Et, pourtant, ils sont nombreux aujourd’hui ces pédagogues égarés, ces linguistes atterrés et autres idéologues irresponsables qui, surfant sur l’air du temps, prétendent que l’erreur de parole, d’écriture ou de raisonnement, et parfois même les pires contre-vérités, ne sont pas les signaux d’une insuffisance qu’il faut surpasser mais les marques d’une diversité qu’il convient de … respecter. Ils n’ont, pour les enfants « mal-nés » aucune ambition, remplacée par une compassion mielleuse, cachant mal leur mépris. Ils ont remplacé le paradigme de l’incompétence (« Tu lis mal ! Tu as du mal à exprimer ta pensée… »)par celui de l’incompatibilité (« lire, s’exprimer ce n’est pas pour toi !»). Ces bons apôtres n’hésitent pas à dénoncer la désuétude et le normativisme borné de l’Ecole de la République qui prendrait un plaisir pervers à dresser des pièges orthographiques ou grammaticaux sous les pas des élèves défavorisés. A tous ces bien-pensants, dont les propres enfants risquent moins l’échec, et dont l’unique souci est d’échapper à tout procès en stigmatisation, je dis que leur coupable complaisance nuit toujours aux élèves les plus fragiles.

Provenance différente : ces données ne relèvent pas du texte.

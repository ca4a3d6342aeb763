use glam::Vec2;
use simbox::controls::ControlValue;
use simbox::host::SimulationHost;
use simbox::simulation::{Scheduling, FIXED_DT};
use simbox::sims;

fn mount(name: &str, css_width: f32) -> SimulationHost {
    let sim = sims::by_name(name).unwrap_or_else(|| panic!("unknown demo {name}"));
    SimulationHost::new(sim, css_width, 1.0)
}

/// Drain the frame the host owes after mounting.
fn mounted(name: &str) -> SimulationHost {
    let mut host = mount(name, 900.0);
    assert!(host.frame().is_some(), "mount should produce an initial frame");
    host
}

#[test]
fn test_on_demand_demo_idles_between_inputs() {
    let mut host = mounted("lens");
    assert_eq!(host.scheduling(), Scheduling::OnDemand);
    assert!(host.frame().is_none());
    assert!(!host.tick(FIXED_DT), "on-demand demos do not step");
    assert!(host.frame().is_none());
}

#[test]
fn test_control_change_produces_one_frame() {
    let mut host = mounted("lens");
    host.set_control("focal_length", ControlValue::Number(200.0));
    assert!(host.frame().is_some());
    assert!(host.frame().is_none(), "one change, one frame");
}

#[test]
fn test_unknown_control_key_is_dropped() {
    let mut host = mounted("lens");
    host.set_control("warp_factor", ControlValue::Number(9.0));
    assert!(host.frame().is_none());
}

#[test]
fn test_type_mismatch_is_dropped() {
    let mut host = mounted("lens");
    host.set_control("focal_length", ControlValue::Flag(true));
    assert!(host.frame().is_none());
}

#[test]
fn test_continuous_demo_redraws_every_tick() {
    let mut host = mounted("pendulum");
    assert_eq!(host.scheduling(), Scheduling::Continuous);
    for _ in 0..10 {
        assert!(host.tick(FIXED_DT));
        assert!(host.frame().is_some());
    }
}

#[test]
fn test_action_switches_projectile_scheduling() {
    let mut host = mounted("projectile");
    assert_eq!(host.scheduling(), Scheduling::OnDemand);
    host.action("launch");
    assert!(host.frame().is_some());
    assert_eq!(host.scheduling(), Scheduling::Continuous);

    // Default launch lands after 7.21 simulated seconds at 5x time scale.
    for _ in 0..(30 * 60) {
        if !host.tick(FIXED_DT) {
            break;
        }
    }
    assert_eq!(host.scheduling(), Scheduling::OnDemand);
}

#[test]
fn test_pointer_miss_requests_no_frame() {
    let mut host = mounted("lens");
    host.pointer_down(Vec2::new(5.0, 5.0));
    assert!(host.frame().is_none());
    host.pointer_move(Vec2::new(6.0, 5.0));
    assert!(host.frame().is_none());
}

#[test]
fn test_pointer_drag_round_trip() {
    // Lens object starts at (-300, -50) around a centered origin: that is
    // (150, 200) on a 900x500 canvas.
    let mut host = mounted("lens");
    host.pointer_down(Vec2::new(150.0, 200.0));
    assert!(host.frame().is_some(), "arming highlights the target");

    host.pointer_move(Vec2::new(180.0, 220.0));
    assert!(host.frame().is_some());

    host.pointer_up();
    assert!(host.frame().is_some(), "release clears the highlight");
    host.pointer_move(Vec2::new(400.0, 400.0));
    assert!(host.frame().is_none(), "moves after release are ignored");
}

#[test]
fn test_resize_reruns_setup_and_redraws() {
    let mut host = mounted("unit-circle");
    host.resize(600.0, 1.0);
    assert_eq!(host.surface().width, 600.0);
    assert_eq!(host.surface().height, 600.0);
    assert!(host.frame().is_some());

    // Same dimensions again is not a resize.
    host.resize(600.0, 1.0);
    assert!(host.frame().is_none());
}

#[test]
fn test_backing_store_tracks_device_pixel_ratio() {
    let host = mount("pendulum", 800.0);
    assert_eq!(host.surface().backing_width(), 800);

    let sim = sims::by_name("pendulum").unwrap();
    let host = SimulationHost::new(sim, 800.0, 2.0);
    assert_eq!(host.surface().backing_width(), 1600);
    assert_eq!(host.surface().width, 800.0, "logical size is density independent");
}

#[test]
fn test_first_declared_button_drives_the_demo() {
    // The keyboard shortcut fires whatever button a demo declares first.
    let mut host = mounted("projectile");
    let key = host.controls().buttons().next().map(str::to_string);
    assert_eq!(key.as_deref(), Some("launch"));
    if let Some(key) = key {
        host.action(&key);
    }
    assert_eq!(host.scheduling(), Scheduling::Continuous);
    assert!(host.frame().is_some());
}

#[test]
fn test_dynamic_controls_rebuild_after_action() {
    let mut host = mounted("waves");
    let before = host.controls().len();
    host.action("add_wave");
    // Four sliders for the new wave, plus remove buttons on both waves.
    assert_eq!(host.controls().len(), before + 6);
}
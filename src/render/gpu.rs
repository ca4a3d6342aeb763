//! Device acquisition.

use anyhow::Result;

pub struct GpuContext {
    pub instance: wgpu::Instance,
    pub adapter: wgpu::Adapter,
    pub device: wgpu::Device,
    pub queue: wgpu::Queue,
}

impl GpuContext {
    /// Default limits suffice for the 2D canvas workload.
    pub async fn new() -> Result<Self> {
        let instance = wgpu::Instance::new(wgpu::InstanceDescriptor::default());

        let adapter = instance
            .request_adapter(&wgpu::RequestAdapterOptions {
                power_preference: wgpu::PowerPreference::LowPower,
                compatible_surface: None,
                force_fallback_adapter: false,
            })
            .await
            .ok_or_else(|| anyhow::anyhow!("Failed to find suitable adapter"))?;

        let (device, queue) = adapter
            .request_device(
                &wgpu::DeviceDescriptor {
                    label: Some("Canvas Device"),
                    required_features: wgpu::Features::default(),
                    required_limits: wgpu::Limits::default(),
                },
                None,
            )
            .await?;

        Ok(Self {
            instance,
            adapter,
            device,
            queue,
        })
    }
}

Il est temps de reprendre nos esprits ! Car, à quoi donc servirait-il de se battre pour léguer à ceux qui arrivent une planète « vivable » si leurs esprits privés de mémoire collective, de langage maîtrisé et du désir de comprendre étaient condamné à errer dans le silence glacial d’un désert culturel et spirituel ? Ils y seraient soumis au premier mot d’ordre, éblouis par le premier chatoiement, trompés par le moindre mirage. Face l’ivresse des jeux barbares, face à la tentation « délicieuse » d’un repliement communautaire, que certains irresponsables osent qualifier de « positif », nous devons répondre par une alliance ferme et lucide entre enseignants et parents chacun porté par la volonté de refonder le métier d’élève et le statut d’enfant : un enfant, on l’écoute avec attention, mais il nous écoute avec respect ; un élève a le droit de questionner mais il a le devoir d’apprendre. Parents et enseignants placeront donc au cœur même de leur combat le respect d’un juste équilibre entre droits et devoirs intellectuels : droit d’exprimer librement sa pensée, mais obligation de la soumettre à une critique sans complaisance ; droit de faire valoir ses convictions, mais interdiction de manipuler le plus vulnérable ; droit d’affirmer ce que l’on croit vrai, mais devoir d’en rechercher obstinément la pertinence ; droit de questionner ce que l’on apprend, mais devoir de reconnaître la légitimité du maître ; droit enfin et surtout d’interpréter et de critiquer les textes profanes ou sacrés, mais devoir d’en respecter les conventions linguistiques qui font sa singularité. C’est seulement en plaçant l’exigence éthique au cœur de l’éducation que nous éviterons que les mots des textes ne s’égrènent pour n’être plus que des mots de passe ou des mots d’ordre. C’est ainsi que nous détournerons nos enfants de ces lieux obscurs, usurpant le nom d’école, dans lesquels se confondent langage et incantation, lecture et récitation, là où la quête du sens est considérée comme dangereuse, profanatrice et impie. Le combat risque d’être long, dites-vous ? Sachez que les luttes essentielles sont celles dont ni vous ni moi ne verrons la dernière bataille.